§ **Exercise**
Copy out every line below without alteration.
● ● ● ● ● ● ●
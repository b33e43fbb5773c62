//! 라우트 설정 모듈
//!
//! # Available Routes
//!
//! - `GET /health` - 헬스체크
//! - `GET /connect/{provider}` - OAuth 로그인 시작 (`google`, `github`)
//! - `GET /{provider}/auth` - OAuth 콜백
//! - `GET /session` - 현재 세션 확인
//! - `POST /logout` - 로그아웃
//!
//! # Examples
//!
//! ```rust,ignore
//! use actix_web::{web, App};
//!
//! let app = App::new()
//!     .app_data(web::Data::new(context))
//!     .configure(configure_all_routes);
//! ```

use actix_web::{get, web, HttpResponse};
use serde_json::json;
use crate::core::AppContext;
use crate::handlers;

pub fn configure_all_routes(cfg: &mut web::ServiceConfig) {
    cfg.service(health_check);

    configure_session_routes(cfg);
    configure_oauth_routes(cfg);
}

fn configure_session_routes(cfg: &mut web::ServiceConfig) {
    cfg.service(handlers::oauth::current_session)
        .service(handlers::oauth::logout);
}

/// `/{provider}/auth`는 범용 패턴이므로 가장 마지막에 등록합니다.
fn configure_oauth_routes(cfg: &mut web::ServiceConfig) {
    cfg.service(handlers::oauth::connect)
        .service(handlers::oauth::oauth_callback);
}

/// 서비스 상태와 활성화된 OAuth 프로바이더 목록
///
/// ```bash
/// curl http://localhost:8080/health
/// ```
#[get("/health")]
async fn health_check(ctx: web::Data<AppContext>) -> HttpResponse {
    HttpResponse::Ok().json(json!({
        "status": "healthy",
        "service": "oauth_identity_service",
        "version": env!("CARGO_PKG_VERSION"),
        "timestamp": chrono::Utc::now().to_rfc3339(),
        "providers": ctx.flow.providers()
    }))
}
● ● ● ● ● ● ●
§ **Your response**
repository b33e43fbb5773c62
//! 라우트 설정 모듈
//!
//! # Available Routes
//!
//! - `GET /health` - 헬스체크
//! - `GET /connect/{provider}` - OAuth 로그인 시작 (`google`, `github`)
//! - `GET /{provider}/auth` - OAuth 콜백
//! - `GET /session` - 현재 세션 확인
//! - `POST /logout` - 로그아웃
//!
//! # Examples
//!
//! ```rust,ignore
//! use actix_web::{web, App};
//!
//! let app = App::new()
//!     .app_data(web::Data::new(context))
//!     .configure(configure_all_routes);
//! ```

use actix_web::{get, web, HttpResponse};
use serde_json::json;
use crate::core::AppContext;
use crate::handlers;

pub fn configure_all_routes(cfg: &mut web::ServiceConfig) {
    cfg.service(health_check);

    configure_session_routes(cfg);
    configure_oauth_routes(cfg);
}

fn configure_session_routes(cfg: &mut web::ServiceConfig) {
    cfg.service(handlers::oauth::current_session)
        .service(handlers::oauth::logout);
}

/// `/{provider}/auth`는 범용 패턴이므로 가장 마지막에 등록합니다.
fn configure_oauth_routes(cfg: &mut web::ServiceConfig) {
    cfg.service(handlers::oauth::connect)
        .service(handlers::oauth::oauth_callback);
}

/// 서비스 상태와 활성화된 OAuth 프로바이더 목록
///
/// ```bash
/// curl http://localhost:8080/health
/// ```
#[get("/health")]
async fn health_check(ctx: web::Data<AppContext>) -> HttpResponse {
    HttpResponse::Ok().json(json!({
        "status": "healthy",
        "service": "oauth_identity_service",
        "version": env!("CARGO_PKG_VERSION"),
        "timestamp": chrono::Utc::now().to_rfc3339(),
        "providers": ctx.flow.providers()
    }))
}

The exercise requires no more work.